EXERCISE INSTRUCTIONS =>
Every line below that includes the word "RuleRegistry" needs to be copied.

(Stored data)
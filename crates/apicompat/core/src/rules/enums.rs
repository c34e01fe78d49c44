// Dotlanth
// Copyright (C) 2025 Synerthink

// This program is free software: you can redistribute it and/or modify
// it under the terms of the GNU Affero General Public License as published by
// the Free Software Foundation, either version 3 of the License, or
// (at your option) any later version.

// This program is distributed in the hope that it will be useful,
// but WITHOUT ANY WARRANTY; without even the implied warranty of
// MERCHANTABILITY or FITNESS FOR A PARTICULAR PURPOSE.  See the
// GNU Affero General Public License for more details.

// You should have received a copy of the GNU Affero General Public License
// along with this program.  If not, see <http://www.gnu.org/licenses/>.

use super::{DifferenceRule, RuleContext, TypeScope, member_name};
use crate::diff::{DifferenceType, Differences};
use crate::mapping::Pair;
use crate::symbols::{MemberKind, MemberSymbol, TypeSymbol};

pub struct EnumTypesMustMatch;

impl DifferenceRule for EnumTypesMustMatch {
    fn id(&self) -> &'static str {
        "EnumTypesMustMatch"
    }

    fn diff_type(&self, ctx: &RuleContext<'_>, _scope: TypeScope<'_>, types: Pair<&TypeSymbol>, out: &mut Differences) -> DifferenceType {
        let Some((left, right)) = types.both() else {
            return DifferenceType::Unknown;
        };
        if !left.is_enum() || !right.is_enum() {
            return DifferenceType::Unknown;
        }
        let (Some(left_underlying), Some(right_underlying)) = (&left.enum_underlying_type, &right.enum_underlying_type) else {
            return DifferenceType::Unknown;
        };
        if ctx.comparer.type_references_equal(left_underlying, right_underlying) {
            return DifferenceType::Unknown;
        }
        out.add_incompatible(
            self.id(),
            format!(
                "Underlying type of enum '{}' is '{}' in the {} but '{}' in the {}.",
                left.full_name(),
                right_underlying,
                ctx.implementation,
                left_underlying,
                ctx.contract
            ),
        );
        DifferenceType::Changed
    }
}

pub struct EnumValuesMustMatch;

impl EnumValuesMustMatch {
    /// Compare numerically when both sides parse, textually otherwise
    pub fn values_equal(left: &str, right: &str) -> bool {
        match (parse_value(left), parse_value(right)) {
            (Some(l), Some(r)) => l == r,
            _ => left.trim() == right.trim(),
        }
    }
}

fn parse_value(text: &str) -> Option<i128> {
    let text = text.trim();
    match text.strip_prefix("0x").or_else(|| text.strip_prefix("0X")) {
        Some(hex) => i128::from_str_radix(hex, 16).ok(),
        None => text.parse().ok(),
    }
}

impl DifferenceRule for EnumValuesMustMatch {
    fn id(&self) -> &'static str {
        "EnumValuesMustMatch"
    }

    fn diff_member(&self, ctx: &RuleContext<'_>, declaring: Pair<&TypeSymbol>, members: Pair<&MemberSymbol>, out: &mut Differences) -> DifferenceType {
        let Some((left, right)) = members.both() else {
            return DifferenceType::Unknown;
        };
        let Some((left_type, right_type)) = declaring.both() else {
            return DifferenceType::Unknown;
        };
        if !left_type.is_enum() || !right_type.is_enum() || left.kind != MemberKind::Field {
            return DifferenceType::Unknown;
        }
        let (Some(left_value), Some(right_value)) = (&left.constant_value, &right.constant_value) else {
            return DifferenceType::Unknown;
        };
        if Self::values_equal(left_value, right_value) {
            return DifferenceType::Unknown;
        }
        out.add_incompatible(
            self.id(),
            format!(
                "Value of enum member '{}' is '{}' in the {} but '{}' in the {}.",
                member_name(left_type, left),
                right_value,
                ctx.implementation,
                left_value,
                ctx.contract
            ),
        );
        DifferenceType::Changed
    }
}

...

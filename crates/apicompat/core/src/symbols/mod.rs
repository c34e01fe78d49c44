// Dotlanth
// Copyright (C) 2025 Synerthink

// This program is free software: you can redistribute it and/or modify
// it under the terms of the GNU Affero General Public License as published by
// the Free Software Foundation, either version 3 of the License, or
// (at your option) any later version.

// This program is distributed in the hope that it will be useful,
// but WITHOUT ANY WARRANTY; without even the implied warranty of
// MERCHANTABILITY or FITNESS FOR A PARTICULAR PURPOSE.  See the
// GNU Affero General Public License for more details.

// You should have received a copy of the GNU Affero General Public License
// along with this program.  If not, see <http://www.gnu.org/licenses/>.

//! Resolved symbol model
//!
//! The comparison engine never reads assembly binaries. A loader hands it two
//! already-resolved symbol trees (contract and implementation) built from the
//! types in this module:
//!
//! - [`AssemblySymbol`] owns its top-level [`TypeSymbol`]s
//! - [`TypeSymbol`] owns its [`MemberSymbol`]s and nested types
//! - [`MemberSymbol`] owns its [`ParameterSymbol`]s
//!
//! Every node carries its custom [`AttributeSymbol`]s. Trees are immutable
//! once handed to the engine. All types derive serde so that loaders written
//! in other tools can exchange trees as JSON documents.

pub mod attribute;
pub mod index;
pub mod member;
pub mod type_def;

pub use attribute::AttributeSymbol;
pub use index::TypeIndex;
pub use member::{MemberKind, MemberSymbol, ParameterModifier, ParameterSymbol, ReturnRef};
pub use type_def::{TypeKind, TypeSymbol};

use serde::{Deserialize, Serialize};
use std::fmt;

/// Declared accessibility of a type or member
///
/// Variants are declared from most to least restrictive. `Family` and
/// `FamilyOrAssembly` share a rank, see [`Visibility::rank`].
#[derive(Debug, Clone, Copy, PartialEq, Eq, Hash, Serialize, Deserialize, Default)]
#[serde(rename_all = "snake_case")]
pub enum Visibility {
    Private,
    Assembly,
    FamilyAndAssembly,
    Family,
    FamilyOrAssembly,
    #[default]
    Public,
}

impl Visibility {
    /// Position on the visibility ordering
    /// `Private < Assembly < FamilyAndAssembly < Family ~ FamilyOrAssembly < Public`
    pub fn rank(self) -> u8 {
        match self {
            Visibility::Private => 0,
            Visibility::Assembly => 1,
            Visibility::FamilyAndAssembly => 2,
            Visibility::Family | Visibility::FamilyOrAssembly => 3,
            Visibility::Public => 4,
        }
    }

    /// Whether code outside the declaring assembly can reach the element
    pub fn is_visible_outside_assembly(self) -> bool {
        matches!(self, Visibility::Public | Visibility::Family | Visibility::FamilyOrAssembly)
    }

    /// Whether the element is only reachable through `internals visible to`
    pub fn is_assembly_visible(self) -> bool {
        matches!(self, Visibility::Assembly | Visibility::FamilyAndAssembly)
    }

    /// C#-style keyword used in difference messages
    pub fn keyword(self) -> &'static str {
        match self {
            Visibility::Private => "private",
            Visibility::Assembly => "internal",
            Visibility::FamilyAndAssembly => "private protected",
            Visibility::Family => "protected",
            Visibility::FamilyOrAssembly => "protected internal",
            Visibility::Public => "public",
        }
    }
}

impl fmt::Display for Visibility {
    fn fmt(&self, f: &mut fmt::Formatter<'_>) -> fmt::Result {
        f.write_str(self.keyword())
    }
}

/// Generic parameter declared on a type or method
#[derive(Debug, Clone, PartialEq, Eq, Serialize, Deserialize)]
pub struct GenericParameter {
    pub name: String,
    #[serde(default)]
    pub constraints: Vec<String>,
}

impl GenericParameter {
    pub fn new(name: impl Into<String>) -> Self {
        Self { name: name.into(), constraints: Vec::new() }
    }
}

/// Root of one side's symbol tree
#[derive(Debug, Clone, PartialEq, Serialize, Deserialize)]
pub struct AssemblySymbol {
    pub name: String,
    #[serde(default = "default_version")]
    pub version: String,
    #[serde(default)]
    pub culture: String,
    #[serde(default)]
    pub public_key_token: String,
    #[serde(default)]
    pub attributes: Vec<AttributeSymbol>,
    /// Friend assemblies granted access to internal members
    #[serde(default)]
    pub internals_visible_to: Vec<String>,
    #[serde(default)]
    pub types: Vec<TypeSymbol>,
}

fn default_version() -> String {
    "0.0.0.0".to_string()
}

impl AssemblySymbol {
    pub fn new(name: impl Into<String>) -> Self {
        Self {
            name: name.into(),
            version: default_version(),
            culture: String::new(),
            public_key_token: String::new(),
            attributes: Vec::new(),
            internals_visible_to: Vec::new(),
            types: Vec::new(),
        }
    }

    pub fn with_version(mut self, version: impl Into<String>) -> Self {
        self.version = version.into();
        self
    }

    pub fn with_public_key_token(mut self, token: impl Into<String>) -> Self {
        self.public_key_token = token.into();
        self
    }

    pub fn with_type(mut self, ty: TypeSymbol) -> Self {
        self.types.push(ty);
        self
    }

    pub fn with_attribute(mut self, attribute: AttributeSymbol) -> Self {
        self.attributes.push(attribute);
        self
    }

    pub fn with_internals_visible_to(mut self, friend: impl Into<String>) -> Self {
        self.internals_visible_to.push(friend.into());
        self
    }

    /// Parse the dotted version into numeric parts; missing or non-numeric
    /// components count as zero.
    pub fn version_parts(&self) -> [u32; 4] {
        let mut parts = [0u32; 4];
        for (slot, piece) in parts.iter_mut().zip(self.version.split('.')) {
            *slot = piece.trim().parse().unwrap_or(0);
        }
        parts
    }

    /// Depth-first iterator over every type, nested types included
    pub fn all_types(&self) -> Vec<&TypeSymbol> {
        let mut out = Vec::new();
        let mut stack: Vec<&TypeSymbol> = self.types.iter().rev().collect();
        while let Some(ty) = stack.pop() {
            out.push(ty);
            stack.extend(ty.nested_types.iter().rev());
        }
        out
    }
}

---

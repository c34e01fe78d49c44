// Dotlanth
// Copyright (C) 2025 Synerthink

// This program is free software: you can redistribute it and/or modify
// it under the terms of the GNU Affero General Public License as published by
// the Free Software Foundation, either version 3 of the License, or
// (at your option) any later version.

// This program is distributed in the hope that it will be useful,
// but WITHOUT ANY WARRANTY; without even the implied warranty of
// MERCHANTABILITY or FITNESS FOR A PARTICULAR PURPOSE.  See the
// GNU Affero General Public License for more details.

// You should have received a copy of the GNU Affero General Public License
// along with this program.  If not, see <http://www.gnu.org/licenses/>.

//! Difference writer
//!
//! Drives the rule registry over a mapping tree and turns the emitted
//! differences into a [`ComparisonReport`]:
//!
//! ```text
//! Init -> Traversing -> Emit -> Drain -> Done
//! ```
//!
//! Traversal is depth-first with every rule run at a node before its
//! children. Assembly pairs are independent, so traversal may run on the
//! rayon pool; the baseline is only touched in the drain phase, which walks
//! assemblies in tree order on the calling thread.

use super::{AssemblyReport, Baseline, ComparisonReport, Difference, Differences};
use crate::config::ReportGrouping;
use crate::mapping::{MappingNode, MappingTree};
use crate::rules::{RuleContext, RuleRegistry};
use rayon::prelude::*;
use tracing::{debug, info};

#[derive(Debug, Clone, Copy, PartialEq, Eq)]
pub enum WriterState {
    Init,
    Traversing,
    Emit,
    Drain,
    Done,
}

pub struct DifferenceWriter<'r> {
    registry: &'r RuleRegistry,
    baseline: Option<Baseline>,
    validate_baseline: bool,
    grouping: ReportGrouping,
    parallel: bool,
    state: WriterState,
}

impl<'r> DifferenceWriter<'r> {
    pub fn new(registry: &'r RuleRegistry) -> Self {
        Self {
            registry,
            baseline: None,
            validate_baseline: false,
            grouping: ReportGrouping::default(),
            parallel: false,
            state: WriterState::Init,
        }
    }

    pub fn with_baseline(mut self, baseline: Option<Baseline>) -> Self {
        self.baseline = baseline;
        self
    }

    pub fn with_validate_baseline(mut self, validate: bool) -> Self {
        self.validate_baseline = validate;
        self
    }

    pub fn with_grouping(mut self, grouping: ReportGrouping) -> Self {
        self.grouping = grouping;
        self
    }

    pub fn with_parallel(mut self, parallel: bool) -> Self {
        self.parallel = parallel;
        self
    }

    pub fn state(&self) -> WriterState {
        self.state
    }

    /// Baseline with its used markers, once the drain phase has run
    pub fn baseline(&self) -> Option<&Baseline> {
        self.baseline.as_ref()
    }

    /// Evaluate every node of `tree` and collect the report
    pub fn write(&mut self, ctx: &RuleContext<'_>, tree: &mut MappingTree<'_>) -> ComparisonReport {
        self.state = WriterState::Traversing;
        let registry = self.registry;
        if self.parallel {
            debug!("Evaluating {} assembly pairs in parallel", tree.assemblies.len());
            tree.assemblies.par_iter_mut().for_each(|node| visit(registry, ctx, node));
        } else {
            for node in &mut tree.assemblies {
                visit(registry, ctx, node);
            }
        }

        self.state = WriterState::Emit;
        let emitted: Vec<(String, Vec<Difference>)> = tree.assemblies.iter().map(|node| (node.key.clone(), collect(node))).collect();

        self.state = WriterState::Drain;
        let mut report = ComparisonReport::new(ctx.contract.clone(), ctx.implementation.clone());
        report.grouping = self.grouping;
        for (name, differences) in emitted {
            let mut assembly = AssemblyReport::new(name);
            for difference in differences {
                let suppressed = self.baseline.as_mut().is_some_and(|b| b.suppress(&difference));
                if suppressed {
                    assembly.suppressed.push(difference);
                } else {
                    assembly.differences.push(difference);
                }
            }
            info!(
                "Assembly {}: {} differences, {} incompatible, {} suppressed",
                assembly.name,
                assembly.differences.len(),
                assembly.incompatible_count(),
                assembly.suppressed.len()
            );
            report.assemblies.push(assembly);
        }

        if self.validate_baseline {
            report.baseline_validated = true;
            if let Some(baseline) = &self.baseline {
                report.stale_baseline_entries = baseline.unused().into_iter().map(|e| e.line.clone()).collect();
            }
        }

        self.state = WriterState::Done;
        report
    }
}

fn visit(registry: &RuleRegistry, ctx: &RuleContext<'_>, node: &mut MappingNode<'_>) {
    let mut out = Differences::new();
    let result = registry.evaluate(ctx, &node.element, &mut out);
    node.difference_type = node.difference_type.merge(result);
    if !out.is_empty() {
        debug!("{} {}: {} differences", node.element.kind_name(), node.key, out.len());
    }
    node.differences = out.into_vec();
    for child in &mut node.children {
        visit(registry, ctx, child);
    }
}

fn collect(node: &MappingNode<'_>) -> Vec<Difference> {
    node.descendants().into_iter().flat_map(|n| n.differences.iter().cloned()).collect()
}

RESPONSE AREA =>
use crate::rules::{RuleContext, RuleRegistry};
    registry: &'r RuleRegistry,
    pub fn new(registry: &'r RuleRegistry) -> Self {
fn visit(registry: &RuleRegistry, ctx: &RuleContext<'_>, node: &mut MappingNode<'_>) {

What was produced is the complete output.